Pour commencer j’ai demandé à Sarah comment est-ce que ses valeurs féministes informent sa pratique artistique?
« Comme dans la vie, je crois, en tout cas pour moi, qu’il est impossible de réfléchir au monde sans s’attarder à la question de genre et plus précisément à l’iniquité des genres. On ne peut pas, de nos jours vivre dans ce monde sans prendre une position féministe qui interprète que, bien sûr, on parle ici d’un mouvement toujours inachevé qui est toujours en train de trouver des nouveaux angles libres du patriarcat. Donc ma pratique artistique consiste à trouver aussi un langage qui me permet de m’exprimer à l’extérieur de cette oppression patriarcale. Mes œuvres sont donc une contestation et une critique à cette oppression, et qui proposent des alternatives à cette dernière. »
À part d’être une artiste accomplie, Sarah est aussi maman d’un petit garçon de 8 ans je lui ai donc ensuite demandé de me parler sur comment elle approche la maternité en tant que féministe?
« Je trouve que tout ce que je fais dans la vie maintenant que ça soit dans ma pratique médiatique ou dans l’académie, je ne conçois plus sans réfléchir sur la maternité… mais pas dans le sens de la reproduction humaine mais plutôt dans un sens plus large du terme, voire même une philosophie de vie. Pour moi, la maternité est une manière d’approcher la vie dans un sens de prendre soin; prendre soin non seulement de nos enfants, mais aussi des communautés dans lesquelles on participe. Je conçois aussi la maternité dans ce monde comme une sorte d’activisme. De plus, dans une époque où on vit une montée d’ingérence et de contrôle politique de nos ventres, on ne peut pas non plus séparer le féminisme de la maternité et un féminisme qui exclut la maternité n’est pas du féminisme; nos enfants, nos visions artistiques, nos visions politiques sont toutes interconnectées. »

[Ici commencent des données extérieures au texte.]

//! 各阶段的结构化记录
//!
//! 每个阶段一个显式 schema：字段缺失时用 serde 默认值函数填充，标量类型不符（含 null）时降级为该类型的空值；
//! 列表逐元素解析，只丢弃无法解析的元素，字符串列表中的对象与数字转成文本保留。
//! 未声明的字段原样保留在 `extra` 中并回写到输出。`Default` 即「字段全部缺失」时的记录，
//! `StageRecord::fallback` 即恢复失败时的记录（`parse_error = true`）。

use serde::de::DeserializeOwned;
use serde::{Deserialize, Deserializer, Serialize};
use serde_json::{Map, Value};

/// 标量字段宽松解析：类型不符时取 `T::default()`，不让单个字段拖垮整条记录
pub(crate) fn lenient<'de, D, T>(deserializer: D) -> Result<T, D::Error>
where
    D: Deserializer<'de>,
    T: DeserializeOwned + Default,
{
    let value = Value::deserialize(deserializer)?;
    Ok(serde_json::from_value(value).unwrap_or_default())
}

/// 列表宽松解析：逐个元素反序列化，丢弃无法解析的元素而保留其余元素。
/// 单个对象视为只有一个元素的列表，其他非数组值视为空列表。
pub(crate) fn lenient_list<'de, D, T>(deserializer: D) -> Result<Vec<T>, D::Error>
where
    D: Deserializer<'de>,
    T: DeserializeOwned,
{
    let items = match Value::deserialize(deserializer)? {
        Value::Array(items) => items,
        obj @ Value::Object(_) => vec![obj],
        _ => return Ok(Vec::new()),
    };
    let total = items.len();
    let kept: Vec<T> = items
        .into_iter()
        .filter_map(|item| serde_json::from_value(item).ok())
        .collect();
    if kept.len() < total {
        tracing::debug!("Dropped {} malformed list elements", total - kept.len());
    }
    Ok(kept)
}

/// 字符串列表宽松解析：非字符串元素转成文本而不是丢弃。
/// 对象优先取 `name`，其次取第一个字符串值；单个字符串视为一个元素。
pub(crate) fn lenient_strings<'de, D>(deserializer: D) -> Result<Vec<String>, D::Error>
where
    D: Deserializer<'de>,
{
    Ok(match Value::deserialize(deserializer)? {
        Value::Array(items) => items.into_iter().filter_map(value_to_text).collect(),
        Value::String(s) => vec![s],
        _ => Vec::new(),
    })
}

fn value_to_text(value: Value) -> Option<String> {
    match value {
        Value::Null => None,
        Value::String(s) => Some(s),
        Value::Object(map) => {
            let text = map
                .get("name")
                .and_then(Value::as_str)
                .or_else(|| map.values().find_map(Value::as_str))
                .map(String::from);
            Some(text.unwrap_or_else(|| Value::Object(map).to_string()))
        }
        other => Some(other.to_string()),
    }
}

/// id 宽松解析：接受正整数或数字字符串，0 与其他值视为缺失
fn lenient_id<'de, D>(deserializer: D) -> Result<Option<u64>, D::Error>
where
    D: Deserializer<'de>,
{
    let id = match Value::deserialize(deserializer)? {
        Value::Number(n) => n.as_u64(),
        Value::String(s) => s.trim().parse::<u64>().ok(),
        _ => None,
    };
    Ok(id.filter(|id| *id > 0))
}

fn is_false(b: &bool) -> bool {
    !*b
}

// ─── Understanding ───

pub const NO_SUMMARY: &str = "No summary available";
pub const UNPARSED_SUMMARY: &str = "Unable to parse meeting content";

fn default_meeting_summary() -> String {
    NO_SUMMARY.to_string()
}

/// 会议理解阶段输出
#[derive(Debug, Clone, PartialEq, Serialize, Deserialize)]
#[serde(rename_all = "camelCase")]
pub struct UnderstandingRecord {
    #[serde(default, deserialize_with = "lenient_strings")]
    pub participants: Vec<String>,
    #[serde(default, deserialize_with = "lenient_strings")]
    pub key_points: Vec<String>,
    #[serde(default, deserialize_with = "lenient_strings")]
    pub decisions: Vec<String>,
    #[serde(default, deserialize_with = "lenient_strings")]
    pub unresolved_issues: Vec<String>,
    #[serde(default, deserialize_with = "lenient_strings")]
    pub risks: Vec<String>,
    #[serde(default, deserialize_with = "lenient_strings")]
    pub topics: Vec<String>,
    #[serde(default = "default_meeting_summary", deserialize_with = "lenient")]
    pub meeting_summary: String,
    #[serde(default, skip_serializing_if = "is_false")]
    pub parse_error: bool,
    #[serde(flatten)]
    pub extra: Map<String, Value>,
}

impl Default for UnderstandingRecord {
    fn default() -> Self {
        Self {
            participants: Vec::new(),
            key_points: Vec::new(),
            decisions: Vec::new(),
            unresolved_issues: Vec::new(),
            risks: Vec::new(),
            topics: Vec::new(),
            meeting_summary: default_meeting_summary(),
            parse_error: false,
            extra: Map::new(),
        }
    }
}

// ─── Action & Ownership ───

/// 行动项
#[derive(Debug, Clone, Default, PartialEq, Serialize, Deserialize)]
#[serde(rename_all = "camelCase")]
pub struct ActionItem {
    #[serde(default, deserialize_with = "lenient_id")]
    pub id: Option<u64>,
    #[serde(default, deserialize_with = "lenient")]
    pub task: String,
    #[serde(default, deserialize_with = "lenient")]
    pub owner: Option<String>,
    #[serde(default, deserialize_with = "lenient")]
    pub deadline: Option<String>,
    #[serde(default, deserialize_with = "lenient")]
    pub priority: Option<String>,
    #[serde(default, deserialize_with = "lenient")]
    pub flagged: bool,
    #[serde(default, skip_serializing_if = "Option::is_none", deserialize_with = "lenient")]
    pub flag_reason: Option<String>,
    #[serde(flatten)]
    pub extra: Map<String, Value>,
}

/// 行动项统计（后处理时根据标记结果重新计算）
#[derive(Debug, Clone, Default, PartialEq, Eq, Serialize, Deserialize)]
#[serde(rename_all = "camelCase", default)]
pub struct ActionSummary {
    pub total_tasks: usize,
    pub assigned_tasks: usize,
    pub unassigned_tasks: usize,
    pub flagged_items: usize,
}

/// 行动与归属阶段输出
#[derive(Debug, Clone, Default, PartialEq, Serialize, Deserialize)]
#[serde(rename_all = "camelCase")]
pub struct ActionRecord {
    #[serde(default, deserialize_with = "lenient_list")]
    pub action_items: Vec<ActionItem>,
    #[serde(default, deserialize_with = "lenient")]
    pub summary: ActionSummary,
    #[serde(default, skip_serializing_if = "is_false")]
    pub parse_error: bool,
    #[serde(flatten)]
    pub extra: Map<String, Value>,
}

// ─── Follow-Up ───

pub const TIMEFRAME_NOT_SPECIFIED: &str = "Not specified";
pub const TIMEFRAME_UNDETERMINED: &str = "Unable to determine";

fn default_timeframe() -> String {
    TIMEFRAME_NOT_SPECIFIED.to_string()
}

/// 跟进动作；`priority_score` 只由后处理计算，输入中的同名字段会被覆盖
#[derive(Debug, Clone, Default, PartialEq, Serialize, Deserialize)]
#[serde(rename_all = "camelCase")]
pub struct FollowUpAction {
    #[serde(default, deserialize_with = "lenient_id")]
    pub id: Option<u64>,
    #[serde(default, deserialize_with = "lenient")]
    pub action: String,
    #[serde(rename = "type", default, deserialize_with = "lenient")]
    pub kind: Option<String>,
    #[serde(default, deserialize_with = "lenient")]
    pub urgency: Option<String>,
    #[serde(default, deserialize_with = "lenient")]
    pub suggested_date: Option<String>,
    #[serde(default, deserialize_with = "lenient_strings")]
    pub involved_parties: Vec<String>,
    #[serde(default, deserialize_with = "lenient")]
    pub reason: Option<String>,
    #[serde(default, deserialize_with = "lenient")]
    pub priority_score: u32,
    #[serde(flatten)]
    pub extra: Map<String, Value>,
}

/// 需要升级处理的事项
#[derive(Debug, Clone, Default, PartialEq, Serialize, Deserialize)]
#[serde(rename_all = "camelCase")]
pub struct Escalation {
    #[serde(default, deserialize_with = "lenient")]
    pub issue: String,
    #[serde(default, deserialize_with = "lenient")]
    pub escalate_to: Option<String>,
    #[serde(default, deserialize_with = "lenient")]
    pub reason: Option<String>,
    #[serde(flatten)]
    pub extra: Map<String, Value>,
}

/// 下次会议建议
#[derive(Debug, Clone, PartialEq, Serialize, Deserialize)]
#[serde(rename_all = "camelCase")]
pub struct NextMeetingSuggestion {
    #[serde(default, deserialize_with = "lenient")]
    pub recommended: bool,
    #[serde(default = "default_timeframe", deserialize_with = "lenient")]
    pub suggested_timeframe: String,
    #[serde(default, deserialize_with = "lenient_strings")]
    pub agenda: Vec<String>,
    #[serde(default, deserialize_with = "lenient_strings")]
    pub required_attendees: Vec<String>,
}

impl Default for NextMeetingSuggestion {
    fn default() -> Self {
        Self {
            recommended: false,
            suggested_timeframe: default_timeframe(),
            agenda: Vec::new(),
            required_attendees: Vec::new(),
        }
    }
}

/// 跟进编排阶段输出
#[derive(Debug, Clone, Default, PartialEq, Serialize, Deserialize)]
#[serde(rename_all = "camelCase")]
pub struct FollowUpRecord {
    #[serde(default, deserialize_with = "lenient_list")]
    pub follow_up_actions: Vec<FollowUpAction>,
    #[serde(default, deserialize_with = "lenient_list")]
    pub escalations: Vec<Escalation>,
    #[serde(default, deserialize_with = "lenient")]
    pub next_meeting_suggestion: NextMeetingSuggestion,
    #[serde(default, skip_serializing_if = "is_false")]
    pub parse_error: bool,
    #[serde(flatten)]
    pub extra: Map<String, Value>,
}

// ─── Q&A ───

pub const NO_ANSWER: &str =
    "Unable to find an answer to your question based on the meeting content.";
pub const UNPROCESSED_ANSWER: &str = "Unable to process your question.";

fn default_answer() -> String {
    NO_ANSWER.to_string()
}

/// 回答置信度，大小写不敏感，无法识别时为 Low
#[derive(Debug, Clone, Copy, Default, PartialEq, Eq, Serialize)]
#[serde(rename_all = "lowercase")]
pub enum Confidence {
    High,
    Medium,
    #[default]
    Low,
}

impl<'de> Deserialize<'de> for Confidence {
    fn deserialize<D: Deserializer<'de>>(deserializer: D) -> Result<Self, D::Error> {
        let value = Value::deserialize(deserializer)?;
        let level = value.as_str().map(|s| s.trim().to_lowercase());
        Ok(match level.as_deref() {
            Some("high") => Confidence::High,
            Some("medium") => Confidence::Medium,
            _ => Confidence::Low,
        })
    }
}

/// 问答阶段输出；`question` 与 `suggested_questions` 由流水线填写
#[derive(Debug, Clone, PartialEq, Serialize, Deserialize)]
#[serde(rename_all = "camelCase")]
pub struct QaAnswer {
    #[serde(default, deserialize_with = "lenient")]
    pub question: String,
    #[serde(default = "default_answer", deserialize_with = "lenient")]
    pub answer: String,
    #[serde(default)]
    pub confidence: Confidence,
    #[serde(default, deserialize_with = "lenient_strings")]
    pub relevant_context: Vec<String>,
    #[serde(default, deserialize_with = "lenient_strings")]
    pub related_topics: Vec<String>,
    #[serde(default, deserialize_with = "lenient_strings")]
    pub suggested_questions: Vec<String>,
    #[serde(default, skip_serializing_if = "is_false")]
    pub parse_error: bool,
    #[serde(flatten)]
    pub extra: Map<String, Value>,
}

impl Default for QaAnswer {
    fn default() -> Self {
        Self {
            question: String::new(),
            answer: default_answer(),
            confidence: Confidence::Low,
            relevant_context: Vec::new(),
            related_topics: Vec::new(),
            suggested_questions: Vec::new(),
            parse_error: false,
            extra: Map::new(),
        }
    }
}

#[cfg(test)]
mod tests {
    use super::*;
    use serde_json::json;

    #[test]
    fn test_missing_fields_take_stage_defaults() {
        let record: UnderstandingRecord =
            serde_json::from_value(json!({"participants": ["Alice"]})).unwrap();
        assert_eq!(record.participants, vec!["Alice"]);
        assert!(record.key_points.is_empty());
        assert_eq!(record.meeting_summary, NO_SUMMARY);
        assert!(!record.parse_error);
    }

    #[test]
    fn test_wrong_types_degrade_per_field() {
        let record: UnderstandingRecord = serde_json::from_value(json!({
            "participants": 42,
            "topics": "budget",
            "decisions": ["ship it"],
            "meetingSummary": null
        }))
        .unwrap();
        assert!(record.participants.is_empty());
        assert_eq!(record.topics, vec!["budget"]);
        assert_eq!(record.decisions, vec!["ship it"]);
        assert_eq!(record.meeting_summary, "");
    }

    #[test]
    fn test_malformed_list_element_keeps_the_rest() {
        let record: ActionRecord = serde_json::from_value(json!({
            "actionItems": [
                {"task": "Send the report", "owner": "Alice"},
                "Bob to book the room",
                {"task": "Draft agenda"}
            ]
        }))
        .unwrap();
        let tasks: Vec<&str> = record.action_items.iter().map(|i| i.task.as_str()).collect();
        assert_eq!(tasks, vec!["Send the report", "Draft agenda"]);
        assert_eq!(record.action_items[0].owner.as_deref(), Some("Alice"));
        assert!(!record.parse_error);

        let record: FollowUpRecord = serde_json::from_value(json!({
            "followUpActions": [{"action": "ping"}, 7],
            "escalations": [null, {"issue": "budget"}]
        }))
        .unwrap();
        assert_eq!(record.follow_up_actions.len(), 1);
        assert_eq!(record.escalations[0].issue, "budget");
    }

    #[test]
    fn test_object_shaped_strings_are_kept_as_text() {
        let record: UnderstandingRecord = serde_json::from_value(json!({
            "participants": [{"name": "Alice", "role": "PM"}, {"name": "Bob"}, "Carol"],
            "decisions": [{"decision": "Ship Monday"}],
            "risks": [3, null, {"level": 2}]
        }))
        .unwrap();
        assert_eq!(record.participants, vec!["Alice", "Bob", "Carol"]);
        assert_eq!(record.decisions, vec!["Ship Monday"]);
        assert_eq!(record.risks, vec!["3", r#"{"level":2}"#]);
    }

    #[test]
    fn test_unknown_fields_round_trip() {
        let record: ActionRecord = serde_json::from_value(json!({
            "actionItems": [{"task": "x", "status": "pending"}],
            "source": "llm"
        }))
        .unwrap();
        assert_eq!(record.extra.get("source"), Some(&json!("llm")));
        assert_eq!(record.action_items[0].extra.get("status"), Some(&json!("pending")));

        let out = serde_json::to_value(&record).unwrap();
        assert_eq!(out["actionItems"][0]["status"], json!("pending"));
        assert_eq!(out["source"], json!("llm"));
        assert!(out.get("parseError").is_none());
    }

    #[test]
    fn test_lenient_id() {
        let items: Vec<ActionItem> = serde_json::from_value(json!([
            {"id": 3}, {"id": "7"}, {"id": 0}, {"id": "A1"}, {}
        ]))
        .unwrap();
        let ids: Vec<Option<u64>> = items.iter().map(|i| i.id).collect();
        assert_eq!(ids, vec![Some(3), Some(7), None, None, None]);
    }

    #[test]
    fn test_follow_up_type_field_and_nested_defaults() {
        let record: FollowUpRecord = serde_json::from_value(json!({
            "followUpActions": [{"action": "email", "type": "Email", "urgency": "HIGH"}],
            "nextMeetingSuggestion": {"recommended": true}
        }))
        .unwrap();
        assert_eq!(record.follow_up_actions[0].kind.as_deref(), Some("Email"));
        assert!(record.next_meeting_suggestion.recommended);
        assert_eq!(
            record.next_meeting_suggestion.suggested_timeframe,
            TIMEFRAME_NOT_SPECIFIED
        );
        assert!(record.escalations.is_empty());

        let out = serde_json::to_value(&record).unwrap();
        assert_eq!(out["followUpActions"][0]["type"], json!("Email"));
    }

    #[test]
    fn test_confidence_case_insensitive() {
        let answer: QaAnswer =
            serde_json::from_value(json!({"answer": "yes", "confidence": "HIGH"})).unwrap();
        assert_eq!(answer.confidence, Confidence::High);
        let answer: QaAnswer =
            serde_json::from_value(json!({"confidence": "very sure"})).unwrap();
        assert_eq!(answer.confidence, Confidence::Low);
        assert_eq!(answer.answer, NO_ANSWER);
        assert_eq!(serde_json::to_value(Confidence::Medium).unwrap(), json!("medium"));
    }
}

Sarah Shamash fait aussi partie d’un collectif artistique de mamans très actif ici à Vancouver qui s’appelle art/mamas. Je lui ai donc demandé pour finir l’entrevue de me parler un peu de l’importance de ce collectif au sein de sa vie comme artiste et mère de famille.
Le collectif art/mamas a été établi en 2016, par deux artistes médiatiques ici à Vancouver: Natasha McHardy et Matilda Aslizadeh. Natasha a approché Sarah pour l’inviter à rejoindre le collectif lorsque son fils avait 2 ans et qu’elle faisait son doctorat: « La plupart d’entre nous avions des enfants de jeune âge et on voulait absolument créer un espace où on pouvait se sentir soutenues entre nous, ainsi que de se sentir rentables à soi-même et au groupe en tant qu’artistes. C’était très informel, on se réunissait toujours chez une des participantes. On était toutes des artistes qui travaillaient aussi dans le monde académique, on avait plusieurs intersections, comme être artistes, mamans et en même temps on travaillait pour soutenir nos familles.»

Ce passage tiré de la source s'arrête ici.